L'emprise du conflit sur les routes énergétiques du Moyen-Orient a fait bondir le brut de plus de 40 % depuis le début de la guerre, remodelant les flux énergétiques mondiaux.
Le pétrole brut a dépassé les 100 dollars le baril, soit une augmentation de plus de 40 % par rapport aux 70 dollars affichés avant la guerre en Iran, car les perturbations des routes maritimes vitales du Moyen-Orient obligent les grandes économies d'Europe et d'Asie à chercher des sources d'approvisionnement alternatives. Cette flambée reflète l'intégration par le marché d'une prime de risque géopolitique significative, les États-Unis intervenant pour combler le déficit d'offre.
« Le pétrole et le gaz des États-Unis ne seront plus aussi attractifs [une fois que le détroit rouvrira] », a déclaré Tsuneo Watanabe, chercheur senior à la Sasakawa Peace Foundation basée à Tokyo, lors d'un entretien avec le Wall Street Journal, suggérant que le changement commercial actuel est temporaire.
Le pivotement loin de l'énergie du Moyen-Orient a porté les exportations américaines de brut et de produits pétroliers à un record de 12,9 millions de barils par jour la semaine dernière, selon l'Agence américaine d'information sur l'énergie (EIA). Les données de Kpler montrent que les exportations de brut et de gaz naturel liquéfié des États-Unis vers l'Asie ont bondi d'environ 30 % en mars et avril par rapport à l'année précédente. Cette poussée a presque fait des États-Unis un exportateur net de brut pour la première fois en plus de deux décennies.
Cette forte augmentation des coûts de l'énergie représente une menace inflationniste importante pour l'économie mondiale, augmentant les coûts opérationnels pour les entreprises et réduisant le pouvoir d'achat des consommateurs. Alors que le secteur de l'énergie connaît un boom, le marché plus large fait face à un risque de ralentissement car les entreprises hors énergie absorbent des dépenses plus élevées, ce qui pourrait entraîner une réduction des bénéfices des entreprises et une chute des principaux indices boursiers.
Un changement temporaire
Les analystes de l'énergie maintiennent que le déroutement spectaculaire des cargaisons mondiales de pétrole est une réaction à court terme au conflit. De nombreuses raffineries en Asie sont spécifiquement configurées pour traiter le type de brut provenant du Moyen-Orient, ce qui fait du brut américain plus léger et plus doux une alternative moins efficace et plus coûteuse à long terme. Une fois que le passage maritime par le détroit d'Ormuz sera sécurisé, la demande de pétrole américain devrait reculer à mesure que les relations commerciales traditionnelles reprendront.

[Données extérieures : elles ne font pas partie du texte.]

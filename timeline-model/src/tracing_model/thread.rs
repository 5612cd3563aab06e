use std::cmp::Ordering;
use std::collections::HashMap;

use super::event::{EventId, ThreadKey};

fn compare_named(a_index: i64, a_name: &str, b_index: i64, b_name: &str) -> Ordering {
    a_index.cmp(&b_index).then_with(|| a_name.cmp(b_name))
}

#[derive(Debug)]
pub struct Thread {
    key: ThreadKey,
    name: String,
    sort_index: i64,
    pub(crate) events: Vec<EventId>,
    pub(crate) async_events: Vec<EventId>,
    pub(crate) last_top_level: Option<EventId>,
}

impl Thread {
    fn new(key: ThreadKey) -> Self {
        Self {
            key,
            name: String::new(),
            sort_index: 0,
            events: Vec::new(),
            async_events: Vec::new(),
            last_top_level: None,
        }
    }

    pub fn id(&self) -> u32 {
        self.key.tid
    }

    pub fn pid(&self) -> u32 {
        self.key.pid
    }

    pub fn key(&self) -> ThreadKey {
        self.key
    }

    pub fn name(&self) -> &str {
        &self.name
    }

    pub fn sort_index(&self) -> i64 {
        self.sort_index
    }

    /// Events sorted by start time once tracing is complete.
    pub fn events(&self) -> &[EventId] {
        &self.events
    }

    pub fn async_events(&self) -> &[EventId] {
        &self.async_events
    }

    pub(crate) fn set_sort_index(&mut self, sort_index: i64) {
        self.sort_index = sort_index;
    }
}

/// A traced process. Threads are created on first reference and kept in
/// arrival order.
#[derive(Debug)]
pub struct Process {
    id: u32,
    name: String,
    sort_index: i64,
    threads: Vec<Thread>,
    thread_index: HashMap<u32, usize>,
    thread_by_name: HashMap<String, u32>,
}

impl Process {
    pub(crate) fn new(id: u32) -> Self {
        Self {
            id,
            name: String::new(),
            sort_index: 0,
            threads: Vec::new(),
            thread_index: HashMap::new(),
            thread_by_name: HashMap::new(),
        }
    }

    pub fn id(&self) -> u32 {
        self.id
    }

    pub fn name(&self) -> &str {
        &self.name
    }

    pub fn sort_index(&self) -> i64 {
        self.sort_index
    }

    pub(crate) fn set_name(&mut self, name: &str) {
        self.name = name.to_string();
    }

    pub(crate) fn set_sort_index(&mut self, sort_index: i64) {
        self.sort_index = sort_index;
    }

    pub(crate) fn thread_mut(&mut self, tid: u32) -> &mut Thread {
        let index = match self.thread_index.get(&tid) {
            Some(index) => *index,
            None => {
                self.threads.push(Thread::new(ThreadKey::new(self.id, tid)));
                self.thread_index.insert(tid, self.threads.len() - 1);
                self.threads.len() - 1
            }
        };
        &mut self.threads[index]
    }

    pub(crate) fn set_thread_name(&mut self, tid: u32, name: &str) {
        self.thread_mut(tid).name = name.to_string();
        self.thread_by_name.insert(name.to_string(), tid);
    }

    pub fn thread(&self, tid: u32) -> Option<&Thread> {
        self.thread_index.get(&tid).map(|index| &self.threads[*index])
    }

    pub fn thread_by_name(&self, name: &str) -> Option<&Thread> {
        self.thread_by_name.get(name).and_then(|tid| self.thread(*tid))
    }

    pub fn threads(&self) -> impl Iterator<Item = &Thread> {
        self.threads.iter()
    }

    pub(crate) fn threads_mut(&mut self) -> impl Iterator<Item = &mut Thread> {
        self.threads.iter_mut()
    }

    /// Threads ordered by sort index, then name.
    pub fn sorted_threads(&self) -> Vec<&Thread> {
        let mut threads: Vec<&Thread> = self.threads.iter().collect();
        threads.sort_by(|a, b| compare_named(a.sort_index, &a.name, b.sort_index, &b.name));
        threads
    }

    pub(crate) fn compare(a: &Process, b: &Process) -> Ordering {
        compare_named(a.sort_index, &a.name, b.sort_index, &b.name)
    }
}

#[cfg(test)]
mod tests {
    use super::*;

    #[test]
    fn threads_sort_by_index_then_name() {
        let mut process = Process::new(1);
        process.set_thread_name(3, "b");
        process.set_thread_name(1, "c");
        process.set_thread_name(2, "a");
        process.thread_mut(1).set_sort_index(-1);
        let names: Vec<_> = process.sorted_threads().iter().map(|t| t.name()).collect();
        assert_eq!(names, vec!["c", "a", "b"]);
    }

    #[test]
    fn lookup_by_name() {
        let mut process = Process::new(4);
        process.set_thread_name(9, "CrRendererMain");
        let thread = process.thread_by_name("CrRendererMain").unwrap();
        assert_eq!(thread.key(), ThreadKey::new(4, 9));
        assert!(process.thread_by_name("missing").is_none());
    }
}
impl<M: CategoryMapper> FrameModel<M> {
    pub fn new(mapper: M) -> Self {
        Self {
            mapper,
            frames: Vec::new(),
            frame_by_id: HashMap::new(),
            minimum_record_time: f64::INFINITY,
            last_frame: None,
            last_layer_tree: None,
            main_frame_committed: false,
            main_frame_requested: false,
            frame_pending_commit: None,
            frame_pending_activation: None,
            last_begin_frame: None,
            last_needs_begin_frame: None,
            last_task_begin_time: None,
            layer_tree_id: None,
            current_task_time_by_category: TimeByCategory::new(),
        }
    }

    /// Drops every frame and the segmentation state, keeping the mapper.
    pub fn reset(&mut self) {
        self.frames.clear();
        self.frame_by_id.clear();
        self.minimum_record_time = f64::INFINITY;
        self.last_frame = None;
        self.last_layer_tree = None;
        self.main_frame_committed = false;
        self.main_frame_requested = false;
        self.frame_pending_commit = None;
        self.frame_pending_activation = None;
        self.last_begin_frame = None;
        self.last_needs_begin_frame = None;
        self.last_task_begin_time = None;
        self.layer_tree_id = None;
        self.current_task_time_by_category.clear();
    }

    /// Closed frames in order.
    pub fn frames(&self) -> &[TimelineFrame] {
        &self.frames
    }

    /// Frames overlapping `[start_time, end_time)`.
    pub fn frames_in(&self, start_time: f64, end_time: f64) -> &[TimelineFrame] {
        let first = lower_bound(&self.frames, start_time, |frame| frame.end_time);
        let last = lower_bound(&self.frames, end_time, |frame| frame.start_time);
        &self.frames[first..last.max(first)]
    }

    pub fn frame_by_main_frame_id(&self, id: i64) -> Option<&TimelineFrame> {
        self.frame_by_id.get(&id).map(|index| &self.frames[*index])
    }

    /// Whether the raster task belongs to a frame with a layer tree.
    pub fn has_raster_tile(&self, raster_task: &Event) -> bool {
        let tile = EventData::from_value(raster_task.args.get("tileData"));
        tile.value("sourceFrameNumber")
            .and_then(Value::as_i64)
            .filter(|id| *id != 0)
            .and_then(|id| self.frame_by_main_frame_id(id))
            .is_some_and(|frame| frame.layer_tree.is_some())
    }

    /// Feeds classified events in start-time order. `main_threads` lists the
    /// main-frame main thread active from each time on.
    pub fn add_trace_events(
        &mut self,
        model: &TracingModel,
        data: &TimelineDataTable,
        events: &[EventId],
        main_threads: &[(ThreadKey, f64)],
    ) {
        let mut current = 0;
        let mut main_thread = main_threads.first().map(|(thread, _)| *thread);
        for &id in events {
            let event = model.event(id);
            while current + 1 < main_threads.len() && main_threads[current + 1].1 <= event.start_time {
                current += 1;
                main_thread = Some(main_threads[current].0);
            }
            self.add_trace_event(id, event, data, main_thread);
        }
        tracing::debug!(frames = self.frames.len(), "frames segmented");
    }

    fn add_trace_event(
        &mut self,
        id: EventId,
        event: &Event,
        data: &TimelineDataTable,
        main_thread: Option<ThreadKey>,
    ) {
        if event.start_time != 0.0 && event.start_time < self.minimum_record_time {
            self.minimum_record_time = event.start_time;
        }
        if event.name == rt::SET_LAYER_TREE_ID {
            self.layer_tree_id = event
                .args
                .get("layerTreeId")
                .filter(|v| !v.is_null())
                .or_else(|| EventData::from_value(event.args.get("data")).value("layerTreeId"))
                .cloned();
            return;
        }
        if event.phase == Phase::ObjectSnapshot && event.name == rt::LAYER_TREE_HOST_IMPL_SNAPSHOT {
            let snapshot_id = event.id.as_deref().and_then(parse_int);
            let layer_tree_id = self.layer_tree_id.as_ref().and_then(Value::as_i64);
            if snapshot_id.is_some() && snapshot_id == layer_tree_id {
                self.last_layer_tree = Some(id);
                return;
            }
        }
        self.process_compositor_event(event);
        if Some(event.thread) == main_thread {
            self.add_main_thread_event(id, event, data);
        } else if event.self_time != 0.0 && !event.is_top_level() {
            if let Some(frame) = self.last_frame.as_mut() {
                frame.add_time_for_category(self.mapper.category(event), event.self_time);
            }
        }
    }

    fn is_current_layer_tree(&self, event: &Event) -> bool {
        self.layer_tree_id.is_some() && event.args.get("layerTreeId") == self.layer_tree_id.as_ref()
    }

    fn process_compositor_event(&mut self, event: &Event) {
        if !self.is_current_layer_tree(event) {
            return;
        }
        let timestamp = event.start_time;
        match event.name.as_str() {
            rt::BEGIN_FRAME => self.handle_begin_frame(timestamp),
            rt::DRAW_FRAME => self.handle_draw_frame(timestamp),
            rt::ACTIVATE_LAYER_TREE => self.handle_activate_layer_tree(),
            rt::REQUEST_MAIN_THREAD_FRAME => self.handle_request_main_thread_frame(),
            rt::NEEDS_BEGIN_FRAME_CHANGED => {
                if event.data().is_true("needsBeginFrame") {
                    self.last_needs_begin_frame = Some(timestamp);
                }
            }
            _ => {}
        }
    }

    fn add_main_thread_event(&mut self, id: EventId, event: &Event, data: &TimelineDataTable) {
        if event.is_top_level() {
            self.current_task_time_by_category.clear();
            self.last_task_begin_time = Some(event.start_time);
        }
        if self.frame_pending_commit.is_none() && MAIN_FRAME_MARKERS.contains(&event.name.as_str()) {
            let trigger_time = self
                .last_task_begin_time
                .filter(|t| *t != 0.0)
                .unwrap_or(event.start_time);
            let times = std::mem::take(&mut self.current_task_time_by_category);
            self.frame_pending_commit = Some(PendingFrame::new(trigger_time, times));
        }
        let category = self.mapper.category(event);
        let Some(pending) = self.frame_pending_commit.as_mut() else {
            add_self_time(&mut self.current_task_time_by_category, category, event);
            return;
        };
        add_self_time(&mut pending.time_by_category, category, event);

        let event_data = EventData::from_value(event.args.get("data"));
        if event.name == rt::BEGIN_MAIN_THREAD_FRAME {
            if let Some(frame_id) = event_data.value("frameId").and_then(Value::as_i64).filter(|id| *id != 0) {
                pending.main_frame_id = Some(frame_id);
            }
        }
        if event.name == rt::PAINT {
            let layer_id = event_data.key("layerId");
            let picture = data.get(id).and_then(|d| d.picture);
            if let (Some(layer_id), Some(picture)) = (layer_id, picture) {
                pending.paints.push(LayerPaintEvent {
                    event: id,
                    layer_id,
                    picture,
                });
            }
        }
        if event.name == rt::COMPOSITE_LAYERS && self.is_current_layer_tree(event) {
            self.handle_composite_layers();
        }
    }

    fn handle_begin_frame(&mut self, start_time: f64) {
        if self.last_frame.is_none() {
            self.start_frame(start_time);
        }
        self.last_begin_frame = Some(start_time);
    }

    fn handle_draw_frame(&mut self, start_time: f64) {
        let Some(last_start) = self.last_frame.as_ref().map(|frame| frame.start_time) else {
            self.start_frame(start_time);
            return;
        };
        // Frames waiting on the main thread are only shown once committed.
        if self.main_frame_committed || !self.main_frame_requested {
            if let Some(needs_begin_frame) = self.last_needs_begin_frame.take() {
                let idle_end = match &self.frame_pending_activation {
                    Some(pending) => pending.trigger_time,
                    None => self.last_begin_frame.unwrap_or(needs_begin_frame),
                };
                if idle_end > last_start {
                    if let Some(frame) = self.last_frame.as_mut() {
                        frame.idle = true;
                    }
                    self.start_frame(idle_end);
                    if self.frame_pending_activation.is_some() {
                        self.commit_pending_frame();
                    }
                    self.last_begin_frame = None;
                }
            }
            self.start_frame(start_time);
        }
        self.main_frame_committed = false;
    }

    fn handle_activate_layer_tree(&mut self) {
        if self.last_frame.is_none() {
            return;
        }
        if self.frame_pending_activation.is_some() && self.last_needs_begin_frame.is_none() {
            self.commit_pending_frame();
        }
    }

    fn handle_request_main_thread_frame(&mut self) {
        if self.last_frame.is_some() {
            self.main_frame_requested = true;
        }
    }

    fn handle_composite_layers(&mut self) {
        let Some(pending) = self.frame_pending_commit.take() else {
            return;
        };
        self.frame_pending_activation = Some(pending);
        self.main_frame_requested = false;
        self.main_frame_committed = true;
    }

    fn start_frame(&mut self, start_time: f64) {
        if let Some(frame) = self.last_frame.take() {
            self.flush_frame(frame, start_time);
        }
        self.last_frame = Some(TimelineFrame::new(
            start_time,
            start_time - self.minimum_record_time,
        ));
    }

    fn flush_frame(&mut self, mut frame: TimelineFrame, end_time: f64) {
        frame.layer_tree = self.last_layer_tree;
        frame.set_end_time(end_time);
        if let Some(previous) = self.frames.last() {
            if frame.start_time != previous.end_time || frame.start_time > frame.end_time {
                tracing::warn!(
                    index = self.frames.len(),
                    start = frame.start_time,
                    end = frame.end_time,
                    "inconsistent frame time"
                );
            }
        }
        if let Some(id) = frame.main_frame_id {
            self.frame_by_id.insert(id, self.frames.len());
        }
        self.frames.push(frame);
    }

    fn commit_pending_frame(&mut self) {
        let (Some(pending), Some(frame)) = (self.frame_pending_activation.take(), self.last_frame.as_mut())
        else {
            return;
        };
        frame.add_time_for_categories(&pending.time_by_category);
        frame.paints = pending.paints;
        frame.main_frame_id = pending.main_frame_id;
    }
}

La situation actuelle a toutefois mis en évidence la flexibilité du secteur énergétique américain et son influence croissante en tant que producteur d'appoint en période de crise mondiale. Les chiffres records des exportations démontrent une capacité à répondre rapidement aux chocs d'approvisionnement internationaux, un facteur qui sera probablement significatif dans les futurs calculs géopolitiques.
Cet article est à titre informatif uniquement et ne constitue pas un conseil en investissement.